So it took 16 lawyers/administrators two years to get rid of 13 teachers. Practices that would immediately bankrupt a private company are considered normal for the public sector.  If were continue to grow the public sector, we are indeed on a Road to Serfdom. The teachers' union claims principal could fire bad teachers if they just followed the steps required.  But that's disingenuous.  On my last FBN show I displayed the pages of steps required. [Video here.]

One teacher that the city wants to fire is Michael Ebewo. During an inspection of his classroom, the principal found: "a chart with misspellings and unclear instructions,"... "students students staring into space and doodling rather than completing their worksheet, which contained questions that the students, who were in special education, had difficulty understanding. Rather than pressing the students for answers, Mr. Ebewo simply answered himself, making the students only more confused."
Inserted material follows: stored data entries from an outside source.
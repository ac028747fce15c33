pub mod artifact_store;

pub use artifact_store::{ArtifactStore, CreateStoreRequest, StoreProperty, StoresResponse};
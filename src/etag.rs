use sha2::{Digest, Sha256};

use crate::models::ArtifactStore;

/// Content hash of a store used as the optimistic-concurrency ETag.
/// Validation errors are transient request state and never affect the hash.
pub fn etag_for(store: &ArtifactStore) -> String {
    let mut clean = store.clone();
    clean.errors.clear();

    let mut hasher = Sha256::new();
    // Struct field order is fixed, so this serialization is canonical.
    hasher.update(serde_json::to_string(&clean).unwrap_or_default());
    format!("{:x}", hasher.finalize())
}

#[cfg(test)]
mod tests {
    use super::*;
    use sha2::{Digest, Sha256};

    #[test]
    fn test_etag_matches_hash_of_serialized_store() {
        let store = ArtifactStore::new("s3", "cd.go.artifact.s3");

        let mut hasher = Sha256::new();
        hasher.update(serde_json::to_string(&store).unwrap());
        let expected = format!("{:x}", hasher.finalize());

        assert_eq!(etag_for(&store), expected);
    }

    #[test]
    fn test_etag_ignores_attached_errors() {
        let clean = ArtifactStore::new("s3", "cd.go.artifact.s3");
        let mut with_errors = clean.clone();
        with_errors.add_error("id", "taken");

        assert_eq!(etag_for(&clean), etag_for(&with_errors));
    }

    #[test]
    fn test_etag_differs_for_different_stores() {
        let a = ArtifactStore::new("s3", "cd.go.artifact.s3");
        let b = ArtifactStore::new("docker", "cd.go.artifact.docker");
        assert_ne!(etag_for(&a), etag_for(&b));
    }
}
use std::collections::BTreeMap;

use serde::{Deserialize, Serialize};

/// A configured artifact store: a named, plugin-backed profile describing
/// where build artifacts get published.
#[derive(Debug, Clone, PartialEq, Serialize, Deserialize)]
#[serde(rename_all = "camelCase")]
pub struct ArtifactStore {
    pub id: String,
    pub plugin_id: String,
    #[serde(default, skip_serializing_if = "Vec::is_empty")]
    pub properties: Vec<StoreProperty>,
    /// Per-field validation errors, attached when a write is rejected.
    /// Never persisted; present on the wire only when non-empty.
    #[serde(default, skip_serializing_if = "BTreeMap::is_empty")]
    pub errors: BTreeMap<String, Vec<String>>,
}

/// One key/value configuration property handed to the store plugin.
#[derive(Debug, Clone, PartialEq, Serialize, Deserialize)]
pub struct StoreProperty {
    pub key: String,
    pub value: String,
}

impl ArtifactStore {
    pub fn new(id: impl Into<String>, plugin_id: impl Into<String>) -> Self {
        Self {
            id: id.into(),
            plugin_id: plugin_id.into(),
            properties: Vec::new(),
            errors: BTreeMap::new(),
        }
    }

    pub fn add_error(&mut self, field: &str, message: &str) {
        self.errors
            .entry(field.to_string())
            .or_default()
            .push(message.to_string());
    }

    pub fn has_errors(&self) -> bool {
        !self.errors.is_empty()
    }
}

/// POST body for creating a store.
#[derive(Debug, Deserialize)]
#[serde(rename_all = "camelCase")]
pub struct CreateStoreRequest {
    pub id: String,
    pub plugin_id: String,
    #[serde(default)]
    pub properties: Vec<StoreProperty>,
}

impl From<CreateStoreRequest> for ArtifactStore {
    fn from(req: CreateStoreRequest) -> Self {
        Self {
            id: req.id,
            plugin_id: req.plugin_id,
            properties: req.properties,
            errors: BTreeMap::new(),
        }
    }
}

/// Top-level object wrapping the full collection for the list endpoint.
#[derive(Debug, Serialize)]
#[serde(rename_all = "camelCase")]
pub struct StoresResponse {
    pub artifact_stores: Vec<ArtifactStore>,
}

#[cfg(test)]
mod tests {
    use super::*;

    #[test]
    fn test_wire_shape_uses_camel_case() {
        let store = ArtifactStore::new("s3", "cd.go.artifact.s3");
        let json = serde_json::to_value(&store).unwrap();
        assert_eq!(json["id"], "s3");
        assert_eq!(json["pluginId"], "cd.go.artifact.s3");
        assert!(json.get("errors").is_none());
        assert!(json.get("properties").is_none());
    }

    #[test]
    fn test_errors_serialized_when_present() {
        let mut store = ArtifactStore::new("s3", "cd.go.artifact.s3");
        store.add_error("id", "taken");
        let json = serde_json::to_value(&store).unwrap();
        assert_eq!(json["errors"]["id"][0], "taken");
    }

    #[test]
    fn test_request_body_parses_scenario_shape() {
        let req: CreateStoreRequest =
            serde_json::from_str(r#"{"id":"s3","pluginId":"cd.go.artifact.s3"}"#).unwrap();
        assert_eq!(req.id, "s3");
        assert_eq!(req.plugin_id, "cd.go.artifact.s3");
        assert!(req.properties.is_empty());
    }
}
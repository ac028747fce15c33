pub mod auth;
pub mod version;

pub use auth::{admin_auth_middleware, AdminUser};
pub use version::require_v1;
pub use pool::DbPool;
pub use stores::{CreateError, StoreRepository, DUPLICATE_ID_MESSAGE};

mod pool;
mod stores;

pub type Database = DbPool;

pub async fn init_db(db_path: &str) -> Result<Database, sqlx::Error> {
    let db = Database::new(db_path).await?;

    pool::run_migrations(&db).await?;

    Ok(db)
}
use axum::{response::IntoResponse, routing::get, Json, Router};
use serde::Serialize;
use std::net::SocketAddr;
use std::sync::Arc;
use tokio::net::TcpListener;
use tracing::info;
use tracing_subscriber::{layer::SubscriberExt, util::SubscriberInitExt};

mod db;
mod etag;
mod middleware;
mod models;
mod stores;

use db::StoreRepository;

#[derive(Clone)]
pub struct AppState {
    stores: Arc<StoreRepository>,
}

#[tokio::main]
async fn main() -> anyhow::Result<()> {
    tracing_subscriber::registry()
        .with(
            tracing_subscriber::EnvFilter::try_from_default_env()
                .unwrap_or_else(|_| "artifact_config_api=debug,tower_http=debug,axum=trace".into()),
        )
        .with(tracing_subscriber::fmt::layer())
        .init();

    let db_path =
        std::env::var("ARTIFACT_API_DB").unwrap_or_else(|_| "artifact_stores.db".to_string());
    let db = db::init_db(&db_path).await?;
    info!("Database initialized at {}", db_path);

    let state = AppState {
        stores: Arc::new(StoreRepository::new(db.inner().clone())),
    };

    // Auth runs outermost so an unauthenticated caller gets a 401 before any
    // version negotiation happens.
    let admin_routes = stores::routes()
        .layer(axum::middleware::from_fn(middleware::require_v1))
        .layer(axum::middleware::from_fn(middleware::admin_auth_middleware));

    let app = Router::new()
        .route("/health", get(health))
        .nest("/api/admin/artifact_stores", admin_routes)
        .with_state(state);

    let addr: SocketAddr = std::env::var("ARTIFACT_API_ADDR")
        .unwrap_or_else(|_| "0.0.0.0:8153".to_string())
        .parse()?;
    info!("listening on {}", addr);

    let listener = TcpListener::bind(addr).await?;
    axum::serve(listener, app).await?;

    Ok(())
}

async fn health() -> impl IntoResponse {
    Json(HealthResponse {
        status: "healthy".to_string(),
        version: env!("CARGO_PKG_VERSION").to_string(),
    })
}

#[derive(Serialize)]
struct HealthResponse {
    status: String,
    version: String,
}
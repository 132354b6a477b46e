//! GPA command handler

use super::read;
use markify::core::gpa::{mark_to_grade_point, paper_final_mark, predict_gpa};
use markify::core::input::{max_internal, MAX_EXTERNAL, MAX_PAPER_CREDITS};
use markify::core::models::{Layout, Paper};
use markify::{error, info, verbose};

/// Predict the semester GPA for the given `TYPE:CREDITS:INTERNAL:EXTERNAL` papers
pub fn run(entries: &[String]) {
    let papers = match entries
        .iter()
        .map(|s| parse_paper(s))
        .collect::<Result<Vec<_>, _>>()
    {
        Ok(papers) => papers,
        Err(e) => {
            eprintln!("✗ {e}");
            error!("{e}");
            std::process::exit(1);
        }
    };

    for (i, paper) in papers.iter().enumerate() {
        let final_mark = paper_final_mark(paper);
        verbose!(
            "Paper {} ({}, {} credits): final {final_mark:.1} -> grade point {}",
            i + 1,
            paper.layout,
            paper.credit_weight(),
            mark_to_grade_point(final_mark)
        );
    }

    let gpa = predict_gpa(&papers);
    info!("Predicted GPA over {} papers: {gpa:.2}", papers.len());
    println!("Predicted GPA: {gpa:.2}");
}

/// Parse `TYPE:CREDITS:INTERNAL:EXTERNAL`; trailing parts may be omitted.
///
/// # Errors
/// Returns an error if the paper type is missing or unknown.
pub fn parse_paper(entry: &str) -> Result<Paper, String> {
    let mut parts = entry.split(':');
    let layout: Layout = parts
        .next()
        .filter(|t| !t.trim().is_empty())
        .ok_or_else(|| format!("Paper '{entry}' has no type"))?
        .trim()
        .parse()?;

    let credits = read("Credits", parts.next(), MAX_PAPER_CREDITS);
    let internal = read("Internal", parts.next(), max_internal(layout));
    let external = read("External", parts.next(), MAX_EXTERNAL);
    if parts.next().is_some() {
        return Err(format!(
            "Paper '{entry}' has too many parts (expected TYPE:CREDITS:INTERNAL:EXTERNAL)"
        ));
    }

    Ok(Paper::new(layout, credits, internal, external))
}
At Ebewo's latest hearing:

Mr. Ebewo's lawyer interrupted with objections more than two dozen times, but the arbitrator overruled him in nearly every instance. The hearing, which covered lessons dating to 2005, lasted four hours... the hearing will probably go on for months, because of a rule the city agreed to four years ago.

You'd think that since it's so hard to fire a tenured teacher, schools would be careful about who they give lifetime jobs. You'd be wrong.

Last year, 93 percent of eligible teachers obtained tenure after the end of their three-year probationary periods.

After all, it's your money the schools are spending.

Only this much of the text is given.